··· Provided entries ···
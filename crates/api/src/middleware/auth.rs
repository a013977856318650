//! The identity resolver: a cookie-JWT authentication extractor.
//!
//! Resolution is token -> claims -> user row, and any failure along the way
//! (missing cookie, bad signature, expired token, user gone) rejects the
//! request with 401 before any handler logic runs. There are no retries;
//! verification failure is terminal for the request.

use axum::extract::FromRequestParts;
use axum::http::request::Parts;
use startovate_core::error::CoreError;
use startovate_core::types::DbId;
use startovate_db::repositories::UserRepo;

use crate::auth::jwt::validate_token;
use crate::auth::{cookie_value, AUTH_COOKIE};
use crate::error::AppError;
use crate::state::AppState;

/// Authenticated user resolved from the `token` cookie.
///
/// Carries the full user record minus the password hash. Use this as an
/// extractor parameter in any handler that requires authentication:
///
/// ```ignore
/// async fn my_handler(user: AuthUser) -> AppResult<Json<()>> {
///     tracing::info!(user_id = user.user_id, role = %user.role, "handling request");
///     Ok(Json(()))
/// }
/// ```
#[derive(Debug, Clone)]
pub struct AuthUser {
    /// The user's internal database id.
    pub user_id: DbId,
    pub name: String,
    pub email: String,
    /// The user's role name (e.g. `"student"`, `"teacher"`, `"superadmin"`).
    pub role: String,
}

impl FromRequestParts<AppState> for AuthUser {
    type Rejection = AppError;

    async fn from_request_parts(
        parts: &mut Parts,
        state: &AppState,
    ) -> Result<Self, Self::Rejection> {
        let cookie_header = parts
            .headers
            .get("cookie")
            .and_then(|v| v.to_str().ok())
            .ok_or_else(|| {
                AppError::Core(CoreError::Unauthorized("Missing cookie header".into()))
            })?;

        let token = cookie_value(cookie_header, AUTH_COOKIE).ok_or_else(|| {
            AppError::Core(CoreError::Unauthorized("Token not found in cookies".into()))
        })?;

        let claims = validate_token(token, &state.config.jwt).map_err(|_| {
            AppError::Core(CoreError::Unauthorized("Invalid or expired token".into()))
        })?;

        // The token may outlive the account; re-resolve the user every request.
        let user = UserRepo::find_by_id(&state.pool, claims.sub)
            .await?
            .ok_or_else(|| {
                AppError::Core(CoreError::Unauthorized("User no longer exists".into()))
            })?;

        Ok(AuthUser {
            user_id: user.id,
            name: user.name,
            email: user.email,
            role: user.role,
        })
    }
}
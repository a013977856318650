//! Domain core for the Startovate platform.
//!
//! Pure types and logic shared by the database and API layers: the error
//! taxonomy, role constants, the ownership capability, progress aggregation,
//! and template-key parsing. This crate performs no I/O.

pub mod error;
pub mod ownership;
pub mod progress;
pub mod roles;
pub mod stepkey;
pub mod types;
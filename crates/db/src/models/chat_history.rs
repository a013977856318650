//! Chat history entity model.

use serde::{Deserialize, Serialize};
use sqlx::types::Json;
use sqlx::FromRow;
use startovate_core::types::{DbId, Timestamp};

/// Who produced a conversation turn.
#[derive(Debug, Clone, Copy, PartialEq, Eq, Serialize, Deserialize)]
#[serde(rename_all = "lowercase")]
pub enum MessageRole {
    User,
    Assistant,
}

/// A single conversation turn stored in the `messages` JSONB column.
#[derive(Debug, Clone, Serialize, Deserialize)]
pub struct ChatMessage {
    pub role: MessageRole,
    pub content: String,
    pub timestamp: Timestamp,
}

/// Full chat history row from the `chat_histories` table.
/// At most one per (user_id, canvas_id) pair.
#[derive(Debug, Clone, FromRow, Serialize)]
pub struct ChatHistory {
    pub id: DbId,
    pub user_id: DbId,
    pub canvas_id: Option<DbId>,
    pub template_key: Option<String>,
    pub messages: Json<Vec<ChatMessage>>,
    pub last_message_at: Timestamp,
    pub created_at: Timestamp,
}
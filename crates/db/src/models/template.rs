//! Canvas template entity model.
//!
//! A template is created lazily the first time a user starts a checklist
//! step, then mutated by repeated partial "save" calls: new answers
//! shallow-merge into the existing `content` map, never replacing it.

use serde::{Deserialize, Serialize};
use sqlx::types::Json;
use sqlx::FromRow;
use startovate_core::types::DbId;

/// Field-name -> answer map stored in the `content` JSONB column.
pub type TemplateContent = serde_json::Map<String, serde_json::Value>;

/// Full template row from the `templates` table.
/// Unique per (canvas_id, template_key).
#[derive(Debug, Clone, FromRow, Serialize)]
pub struct Template {
    pub id: DbId,
    pub canvas_id: DbId,
    /// Compound key of the form `<ComponentName>-Step<N>`.
    pub template_key: String,
    pub component_name: String,
    pub checklist_step: String,
    pub content: Json<TemplateContent>,
    pub completed: bool,
}

/// DTO for the lazy "start" creation of a template.
#[derive(Debug, Deserialize)]
pub struct StartTemplate {
    pub canvas_id: DbId,
    pub template_key: String,
    pub checklist_step: String,
}

/// DTO for a partial "save" call.
#[derive(Debug, Deserialize)]
pub struct SaveTemplate {
    pub canvas_id: DbId,
    pub template_key: String,
    /// Answers to shallow-merge into the stored content.
    #[serde(default)]
    pub content: TemplateContent,
    pub completed: Option<bool>,
}
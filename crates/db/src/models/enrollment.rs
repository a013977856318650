//! Enrollment (student-course) entity model.

use serde::Serialize;
use sqlx::FromRow;
use startovate_core::ownership::Owned;
use startovate_core::types::{DbId, Timestamp};

/// Full enrollment row from the `student_courses` table.
///
/// `completed` is derived: true iff `progress` has reached 100.
#[derive(Debug, Clone, FromRow, Serialize)]
pub struct Enrollment {
    pub id: DbId,
    pub student_id: DbId,
    pub course_id: DbId,
    pub enrolled_at: Timestamp,
    /// Percentage in [0, 100], ratcheted upward only.
    pub progress: i32,
    pub completed: bool,
}

impl Owned for Enrollment {
    const ENTITY: &'static str = "Enrollment";

    fn owner_id(&self) -> DbId {
        self.student_id
    }
}

/// An enrollment joined with its course, for the student's "my courses" view.
#[derive(Debug, Clone, FromRow, Serialize)]
pub struct EnrolledCourse {
    pub id: DbId,
    pub course_id: DbId,
    pub title: String,
    pub category: String,
    pub price: f64,
    pub progress: i32,
    pub completed: bool,
    pub enrolled_at: Timestamp,
}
···
#### [Task requirements]
Exact reproduction of every entry is needed.

#### [Answer to this exercise]
filename crates/api/src/middleware/auth.rs
repository a013977856318650
//! The identity resolver: a cookie-JWT authentication extractor.
//!
//! Resolution is token -> claims -> user row, and any failure along the way
//! (missing cookie, bad signature, expired token, user gone) rejects the
//! request with 401 before any handler logic runs. There are no retries;
//! verification failure is terminal for the request.

use axum::extract::FromRequestParts;
use axum::http::request::Parts;
use startovate_core::error::CoreError;
use startovate_core::types::DbId;
use startovate_db::repositories::UserRepo;

use crate::auth::jwt::validate_token;
use crate::auth::{cookie_value, AUTH_COOKIE};
use crate::error::AppError;
use crate::state::AppState;

/// Authenticated user resolved from the `token` cookie.
///
/// Carries the full user record minus the password hash. Use this as an
/// extractor parameter in any handler that requires authentication:
///
/// ```ignore
/// async fn my_handler(user: AuthUser) -> AppResult<Json<()>> {
///     tracing::info!(user_id = user.user_id, role = %user.role, "handling request");
///     Ok(Json(()))
/// }
/// ```
#[derive(Debug, Clone)]
pub struct AuthUser {
    /// The user's internal database id.
    pub user_id: DbId,
    pub name: String,
    pub email: String,
    /// The user's role name (e.g. `"student"`, `"teacher"`, `"superadmin"`).
    pub role: String,
}

impl FromRequestParts<AppState> for AuthUser {
    type Rejection = AppError;

    async fn from_request_parts(
        parts: &mut Parts,
        state: &AppState,
    ) -> Result<Self, Self::Rejection> {
        let cookie_header = parts
            .headers
            .get("cookie")
            .and_then(|v| v.to_str().ok())
            .ok_or_else(|| {
                AppError::Core(CoreError::Unauthorized("Missing cookie header".into()))
            })?;

        let token = cookie_value(cookie_header, AUTH_COOKIE).ok_or_else(|| {
            AppError::Core(CoreError::Unauthorized("Token not found in cookies".into()))
        })?;

        let claims = validate_token(token, &state.config.jwt).map_err(|_| {
            AppError::Core(CoreError::Unauthorized("Invalid or expired token".into()))
        })?;

        // The token may outlive the account; re-resolve the user every request.
        let user = UserRepo::find_by_id(&state.pool, claims.sub)
            .await?
            .ok_or_else(|| {
                AppError::Core(CoreError::Unauthorized("User no longer exists".into()))
            })?;

        Ok(AuthUser {
            user_id: user.id,
            name: user.name,
            email: user.email,
            role: user.role,
        })
    }
}
repository a013977856318650
//! Domain core for the Startovate platform.
//!
//! Pure types and logic shared by the database and API layers: the error
//! taxonomy, role constants, the ownership capability, progress aggregation,
//! and template-key parsing. This crate performs no I/O.

pub mod error;
pub mod ownership;
pub mod progress;
pub mod roles;
pub mod stepkey;
pub mod types;
filename crates/db/src/models/chat_history.rs
repository a013977856318650
//! Chat history entity model.

use serde::{Deserialize, Serialize};
use sqlx::types::Json;
use sqlx::FromRow;
use startovate_core::types::{DbId, Timestamp};

/// Who produced a conversation turn.
#[derive(Debug, Clone, Copy, PartialEq, Eq, Serialize, Deserialize)]
#[serde(rename_all = "lowercase")]
pub enum MessageRole {
    User,
    Assistant,
}

/// A single conversation turn stored in the `messages` JSONB column.
#[derive(Debug, Clone, Serialize, Deserialize)]
pub struct ChatMessage {
    pub role: MessageRole,
    pub content: String,
    pub timestamp: Timestamp,
}

/// Full chat history row from the `chat_histories` table.
/// At most one per (user_id, canvas_id) pair.
#[derive(Debug, Clone, FromRow, Serialize)]
pub struct ChatHistory {
    pub id: DbId,
    pub user_id: DbId,
    pub canvas_id: Option<DbId>,
    pub template_key: Option<String>,
    pub messages: Json<Vec<ChatMessage>>,
    pub last_message_at: Timestamp,
    pub created_at: Timestamp,
}
filename crates/db/src/models/template.rs
//! Canvas template entity model.
//!
//! A template is created lazily the first time a user starts a checklist
//! step, then mutated by repeated partial "save" calls: new answers
//! shallow-merge into the existing `content` map, never replacing it.

use serde::{Deserialize, Serialize};
use sqlx::types::Json;
use sqlx::FromRow;
use startovate_core::types::DbId;

/// Field-name -> answer map stored in the `content` JSONB column.
pub type TemplateContent = serde_json::Map<String, serde_json::Value>;

/// Full template row from the `templates` table.
/// Unique per (canvas_id, template_key).
#[derive(Debug, Clone, FromRow, Serialize)]
pub struct Template {
    pub id: DbId,
    pub canvas_id: DbId,
    /// Compound key of the form `<ComponentName>-Step<N>`.
    pub template_key: String,
    pub component_name: String,
    pub checklist_step: String,
    pub content: Json<TemplateContent>,
    pub completed: bool,
}

/// DTO for the lazy "start" creation of a template.
#[derive(Debug, Deserialize)]
pub struct StartTemplate {
    pub canvas_id: DbId,
    pub template_key: String,
    pub checklist_step: String,
}

/// DTO for a partial "save" call.
#[derive(Debug, Deserialize)]
pub struct SaveTemplate {
    pub canvas_id: DbId,
    pub template_key: String,
    /// Answers to shallow-merge into the stored content.
    #[serde(default)]
    pub content: TemplateContent,
    pub completed: Option<bool>,
}
filename crates/db/src/models/enrollment.rs
repository a013977856318650
//! Enrollment (student-course) entity model.

use serde::Serialize;
use sqlx::FromRow;
use startovate_core::ownership::Owned;
use startovate_core::types::{DbId, Timestamp};

/// Full enrollment row from the `student_courses` table.
///
/// `completed` is derived: true iff `progress` has reached 100.
#[derive(Debug, Clone, FromRow, Serialize)]
pub struct Enrollment {
    pub id: DbId,
    pub student_id: DbId,
    pub course_id: DbId,
    pub enrolled_at: Timestamp,
    /// Percentage in [0, 100], ratcheted upward only.
    pub progress: i32,
    pub completed: bool,
}

impl Owned for Enrollment {
    const ENTITY: &'static str = "Enrollment";

    fn owner_id(&self) -> DbId {
        self.student_id
    }
}

/// An enrollment joined with its course, for the student's "my courses" view.
#[derive(Debug, Clone, FromRow, Serialize)]
pub struct EnrolledCourse {
    pub id: DbId,
    pub course_id: DbId,
    pub title: String,
    pub category: String,
    pub price: f64,
    pub progress: i32,
    pub completed: bool,
    pub enrolled_at: Timestamp,
}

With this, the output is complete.